:: EXERCISE DESCRIPTION ::
Go through the records below and copy out every line holding "PathBuf".

Stored data:

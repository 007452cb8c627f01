// SPDX-FileCopyrightText: 2026 Medrent Contributors
// SPDX-License-Identifier: MIT OR Apache-2.0

//! JSON file token store.
//!
//! The file holds exactly two values under fixed keys:
//!
//! ```json
//! {"access_token": "...", "refresh_token": "..."}
//! ```
//!
//! Writes go to a sibling temp file that is renamed into place, so a crash
//! never leaves a half-written token file. On unix the file is created with
//! mode 0600.

use std::path::{Path, PathBuf};

use async_trait::async_trait;
use medrent_core::{MedrentError, TokenPair, TokenStore};
use secrecy::ExposeSecret;
use serde::{Deserialize, Serialize};
use tokio::io::AsyncWriteExt;
use tracing::debug;

#[derive(Serialize, Deserialize)]
struct PersistedTokens {
    access_token: String,
    #[serde(default, skip_serializing_if = "Option::is_none")]
    refresh_token: Option<String>,
}

/// Token store backed by a JSON file.
#[derive(Debug, Clone)]
pub struct FileTokenStore {
    path: PathBuf,
}

impl FileTokenStore {
    pub fn new(path: impl Into<PathBuf>) -> Self {
        Self { path: path.into() }
    }

    pub fn path(&self) -> &Path {
        &self.path
    }

    fn temp_path(&self) -> PathBuf {
        let mut name = self
            .path
            .file_name()
            .map(|n| n.to_os_string())
            .unwrap_or_else(|| "session.json".into());
        name.push(".tmp");
        self.path.with_file_name(name)
    }
}

fn storage_err(e: impl std::error::Error + Send + Sync + 'static) -> MedrentError {
    MedrentError::Storage {
        source: Box::new(e),
    }
}

#[async_trait]
impl TokenStore for FileTokenStore {
    fn name(&self) -> &str {
        "file"
    }

    async fn load(&self) -> Result<Option<TokenPair>, MedrentError> {
        let raw = match tokio::fs::read(&self.path).await {
            Ok(raw) => raw,
            Err(e) if e.kind() == std::io::ErrorKind::NotFound => return Ok(None),
            Err(e) => return Err(storage_err(e)),
        };

        let persisted: PersistedTokens = serde_json::from_slice(&raw).map_err(storage_err)?;
        if persisted.access_token.is_empty() {
            return Ok(None);
        }
        debug!(path = %self.path.display(), "loaded persisted session tokens");
        Ok(Some(TokenPair::new(
            persisted.access_token,
            persisted.refresh_token.filter(|r| !r.is_empty()),
        )))
    }

    async fn save(&self, tokens: &TokenPair) -> Result<(), MedrentError> {
        if let Some(parent) = self.path.parent()
            && !parent.as_os_str().is_empty()
        {
            tokio::fs::create_dir_all(parent).await.map_err(storage_err)?;
        }

        let body = serde_json::to_vec(&PersistedTokens {
            access_token: tokens.access.expose_secret().to_string(),
            refresh_token: tokens.refresh.as_ref().map(|r| r.expose_secret().to_string()),
        })
        .map_err(storage_err)?;

        let tmp = self.temp_path();
        let mut options = tokio::fs::OpenOptions::new();
        options.write(true).create(true).truncate(true);
        #[cfg(unix)]
        options.mode(0o600);

        let mut file = options.open(&tmp).await.map_err(storage_err)?;
        file.write_all(&body).await.map_err(storage_err)?;
        file.sync_all().await.map_err(storage_err)?;
        drop(file);

        tokio::fs::rename(&tmp, &self.path)
            .await
            .map_err(storage_err)?;
        debug!(path = %self.path.display(), "persisted session tokens");
        Ok(())
    }

    async fn clear(&self) -> Result<(), MedrentError> {
        match tokio::fs::remove_file(&self.path).await {
            Ok(()) => {
                debug!(path = %self.path.display(), "removed persisted session tokens");
                Ok(())
            }
            Err(e) if e.kind() == std::io::ErrorKind::NotFound => Ok(()),
            Err(e) => Err(storage_err(e)),
        }
    }
}
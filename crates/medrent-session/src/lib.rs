// SPDX-FileCopyrightText: 2026 Medrent Contributors
// SPDX-License-Identifier: MIT OR Apache-2.0

//! Session store and token persistence for the Medrent client.
//!
//! [`SessionStore`] owns the logged-in state; [`FileTokenStore`] and
//! [`MemoryTokenStore`] are the two [`TokenStore`](medrent_core::TokenStore)
//! backends.

pub mod file;
pub mod memory;
pub mod store;

use std::sync::Arc;

use medrent_config::model::{SessionConfig, StoreKind};
use medrent_core::TokenStore;
use tracing::debug;

pub use file::FileTokenStore;
pub use memory::MemoryTokenStore;
pub use store::{ClearReason, SessionStore};

/// Builds the token backend selected by configuration.
pub fn open_token_store(config: &SessionConfig) -> Arc<dyn TokenStore> {
    match config.store {
        StoreKind::File => {
            let path = config.resolved_path();
            debug!(path = %path.display(), "using file token store");
            Arc::new(FileTokenStore::new(path))
        }
        StoreKind::Memory => {
            debug!("using in-memory token store");
            Arc::new(MemoryTokenStore::new())
        }
    }
}
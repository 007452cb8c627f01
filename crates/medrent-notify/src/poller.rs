// SPDX-FileCopyrightText: 2026 Medrent Contributors
// SPDX-License-Identifier: MIT OR Apache-2.0

//! Background refresh of the notification cache.
//!
//! While a user is logged in the cache is refreshed on a fixed interval and
//! right after login. When the session ends the cache is emptied. The loop
//! stops when its [`CancellationToken`] fires or the session store goes away.

use std::sync::Arc;
use std::time::Duration;

use medrent_config::model::NotificationsConfig;
use medrent_core::SessionEvent;
use medrent_session::SessionStore;
use tokio::sync::broadcast::error::RecvError;
use tokio::task::JoinHandle;
use tokio::time::MissedTickBehavior;
use tokio_util::sync::CancellationToken;
use tracing::{debug, info, warn};

use crate::cache::NotificationCache;

pub struct NotificationPoller {
    cache: Arc<NotificationCache>,
    session: Arc<SessionStore>,
    interval: Duration,
}

impl NotificationPoller {
    pub fn new(cache: Arc<NotificationCache>, session: Arc<SessionStore>, interval: Duration) -> Self {
        Self {
            cache,
            session,
            interval,
        }
    }

    pub fn from_config(
        config: &NotificationsConfig,
        cache: Arc<NotificationCache>,
        session: Arc<SessionStore>,
    ) -> Self {
        Self::new(cache, session, Duration::from_secs(config.poll_interval_secs))
    }

    /// Runs the loop on a new task.
    pub fn spawn(self, cancel: CancellationToken) -> JoinHandle<()> {
        tokio::spawn(self.run(cancel))
    }

    pub async fn run(self, cancel: CancellationToken) {
        let mut events = self.session.subscribe();
        let mut ticker = tokio::time::interval(self.interval);
        ticker.set_missed_tick_behavior(MissedTickBehavior::Delay);
        info!(interval_secs = self.interval.as_secs(), "notification poller started");

        loop {
            tokio::select! {
                _ = cancel.cancelled() => {
                    info!("notification poller shutting down");
                    break;
                }
                _ = ticker.tick() => {
                    if self.session.is_authenticated() {
                        self.refresh().await;
                    }
                }
                event = events.recv() => match event {
                    Ok(SessionEvent::LoggedIn(_)) => {
                        self.refresh().await;
                        ticker.reset();
                    }
                    Ok(SessionEvent::LoggedOut | SessionEvent::LoginRequired { .. }) => {
                        debug!("session ended, clearing notifications");
                        self.cache.clear();
                    }
                    Ok(_) => {}
                    Err(RecvError::Lagged(skipped)) => {
                        debug!(skipped, "poller lagged behind session events");
                        if !self.session.is_authenticated() {
                            self.cache.clear();
                        }
                    }
                    Err(RecvError::Closed) => {
                        debug!("session store dropped, stopping poller");
                        break;
                    }
                },
            }
        }
    }

    async fn refresh(&self) {
        if let Err(e) = self.cache.fetch_all().await {
            warn!(error = %e, "notification refresh failed");
        }
    }
}

#[cfg(test)]
mod tests {
    use medrent_api::ApiClient;
    use medrent_config::model::ApiConfig;
    use medrent_core::{Role, TokenPair, UserIdentity};
    use medrent_session::{ClearReason, MemoryTokenStore};
    use serde_json::json;
    use wiremock::matchers::{method, path};
    use wiremock::{Mock, MockServer, ResponseTemplate};

    use super::*;

    fn user() -> UserIdentity {
        UserIdentity {
            id: 1,
            email: "a@example.org".into(),
            first_name: String::new(),
            last_name: String::new(),
            role: Role::Client,
            phone_number: None,
            address: None,
        }
    }

    async fn setup(server: &MockServer) -> (Arc<NotificationCache>, Arc<SessionStore>) {
        Mock::given(method("GET"))
            .and(path("/notifications/notifications/"))
            .respond_with(ResponseTemplate::new(200).set_body_json(json!([{
                "id": 1,
                "message": "Invoice overdue",
                "is_read": false,
                "created_at": "2026-02-01T10:00:00Z"
            }])))
            .mount(server)
            .await;
        let session = Arc::new(SessionStore::new(Arc::new(MemoryTokenStore::new())));
        let config = ApiConfig {
            base_url: server.uri(),
            timeout_secs: 5,
            ..ApiConfig::default()
        };
        let api = ApiClient::new(&config, session.clone()).unwrap();
        (Arc::new(NotificationCache::new(api.notifications())), session)
    }

    async fn wait_until(mut cond: impl FnMut() -> bool) {
        for _ in 0..100 {
            if cond() {
                return;
            }
            tokio::time::sleep(Duration::from_millis(20)).await;
        }
        panic!("condition not reached");
    }

    #[tokio::test]
    async fn login_fetches_and_logout_clears() {
        let server = MockServer::start().await;
        let (cache, session) = setup(&server).await;
        let cancel = CancellationToken::new();
        let handle = NotificationPoller::new(cache.clone(), session.clone(), Duration::from_secs(3600))
            .spawn(cancel.clone());

        // Let the poller subscribe before the session changes.
        tokio::time::sleep(Duration::from_millis(50)).await;
        session.establish(TokenPair::new("acc", None), user()).await.unwrap();
        wait_until(|| cache.unread_count() == 1).await;

        session.clear(ClearReason::Logout).await.unwrap();
        wait_until(|| cache.is_empty()).await;

        cancel.cancel();
        handle.await.unwrap();
    }

    #[tokio::test]
    async fn ticks_do_nothing_without_session() {
        let server = MockServer::start().await;
        let (cache, session) = setup(&server).await;
        let cancel = CancellationToken::new();
        let handle = NotificationPoller::new(cache.clone(), session, Duration::from_millis(20))
            .spawn(cancel.clone());

        tokio::time::sleep(Duration::from_millis(120)).await;
        cancel.cancel();
        handle.await.unwrap();

        assert!(cache.is_empty());
        assert!(server.received_requests().await.unwrap().is_empty());
    }

    #[tokio::test]
    async fn interval_refreshes_while_authenticated() {
        let server = MockServer::start().await;
        let (cache, session) = setup(&server).await;
        session.establish(TokenPair::new("acc", None), user()).await.unwrap();

        let cancel = CancellationToken::new();
        let handle = NotificationPoller::new(cache.clone(), session, Duration::from_millis(30))
            .spawn(cancel.clone());
        wait_until(|| cache.len() == 1).await;
        tokio::time::sleep(Duration::from_millis(100)).await;
        cancel.cancel();
        handle.await.unwrap();

        assert!(server.received_requests().await.unwrap().len() >= 2);
    }
}
// SPDX-FileCopyrightText: 2026 Medrent Contributors
// SPDX-License-Identifier: MIT OR Apache-2.0

//! Staff members, departments, attendance, and leave requests.

use medrent_core::MedrentError;
use serde_json::{Value, json};

use super::ResourceClient;
use crate::client::ApiClient;

#[derive(Debug, Clone)]
pub struct StaffService {
    api: ApiClient,
}

impl StaffService {
    pub fn new(api: ApiClient) -> Self {
        Self { api }
    }

    pub fn members(&self) -> ResourceClient {
        ResourceClient::new(self.api.clone(), "/staff/members/")
    }

    pub fn departments(&self) -> ResourceClient {
        ResourceClient::new(self.api.clone(), "/staff/departments/")
    }

    pub fn attendance(&self) -> ResourceClient {
        ResourceClient::new(self.api.clone(), "/staff/attendance/")
    }

    pub fn leaves(&self) -> ResourceClient {
        ResourceClient::new(self.api.clone(), "/staff/leaves/")
    }

    /// Records the current user's arrival.
    pub async fn check_in(&self) -> Result<Value, MedrentError> {
        self.attendance().collection_action("check_in", None).await
    }

    pub async fn check_out(&self) -> Result<Value, MedrentError> {
        self.attendance().collection_action("check_out", None).await
    }

    pub async fn approve_leave(&self, leave_id: u64) -> Result<Value, MedrentError> {
        self.leaves().detail_action(leave_id, "approve", None).await
    }

    pub async fn reject_leave(&self, leave_id: u64, reason: &str) -> Result<Value, MedrentError> {
        self.leaves()
            .detail_action(leave_id, "reject", Some(json!({ "rejection_reason": reason })))
            .await
    }
}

:: RESPONSE TO THE EXERCISE ::
use std::path::{Path, PathBuf};
    path: PathBuf,
    pub fn new(path: impl Into<PathBuf>) -> Self {
    fn temp_path(&self) -> PathBuf {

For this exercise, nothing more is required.